### [WHAT THE TASK ASKS]
Which of the lines below contain the string "crate"? Copy each one.

### [DATA PROVIDED]
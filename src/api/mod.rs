//! REST API module.
//!
//! Contains all API routes and handlers following the menu frontend contract.

mod menu_items;
mod service;
mod special_offer;

pub use menu_items::*;
pub use service::*;
pub use special_offer::*;

use axum::{
    extract::rejection::JsonRejection,
    http::StatusCode,
    response::{IntoResponse, Response},
    Json,
};
use serde::Serialize;

use crate::errors::{ApiError, AppError};
use crate::models::Category;
use crate::AppState;

/// Success response envelope.
#[derive(Debug, Serialize)]
#[serde(rename_all = "camelCase")]
pub struct ApiResponse<T: Serialize> {
    #[serde(skip)]
    pub status: StatusCode,
    pub success: bool,
    #[serde(skip_serializing_if = "Option::is_none")]
    pub message: Option<String>,
    #[serde(skip_serializing_if = "Option::is_none")]
    pub count: Option<usize>,
    #[serde(skip_serializing_if = "Option::is_none")]
    pub category: Option<Category>,
    #[serde(skip_serializing_if = "Option::is_none")]
    pub search_term: Option<String>,
    pub data: T,
}

impl<T: Serialize> ApiResponse<T> {
    pub fn new(data: T) -> Self {
        Self {
            status: StatusCode::OK,
            success: true,
            message: None,
            count: None,
            category: None,
            search_term: None,
            data,
        }
    }

    pub fn created(mut self) -> Self {
        self.status = StatusCode::CREATED;
        self
    }

    pub fn with_message(mut self, message: impl Into<String>) -> Self {
        self.message = Some(message.into());
        self
    }
}

impl<T: Serialize> ApiResponse<Vec<T>> {
    /// A listing envelope carrying its item count.
    pub fn listing(data: Vec<T>) -> Self {
        let count = data.len();
        let mut response = Self::new(data);
        response.count = Some(count);
        response
    }
}

impl<T: Serialize> IntoResponse for ApiResponse<T> {
    fn into_response(self) -> Response {
        (self.status, Json(self)).into_response()
    }
}

/// Response type that can be either success or error.
pub type ApiResult<T> = Result<ApiResponse<T>, ApiError>;

/// Create a successful API response.
pub fn success<T: Serialize>(data: T) -> ApiResult<T> {
    Ok(ApiResponse::new(data))
}

impl AppState {
    /// Wrap an error with this deployment's disclosure policy.
    pub fn api_error(&self, error: AppError) -> ApiError {
        ApiError::new(error, !self.config.is_production())
    }
}

/// Unwrap a JSON body, turning extractor rejections into the error envelope.
pub(crate) fn json_body<T>(
    state: &AppState,
    payload: Result<Json<T>, JsonRejection>,
) -> Result<T, ApiError> {
    payload
        .map(|Json(body)| body)
        .map_err(|rejection| {
            state.api_error(AppError::BadRequest(format!(
                "Invalid JSON body: {}",
                rejection.body_text()
            )))
        })
}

### [RESPONSE AREA]
use crate::errors::{ApiError, AppError};
use crate::models::Category;
use crate::AppState;
pub(crate) fn json_body<T>(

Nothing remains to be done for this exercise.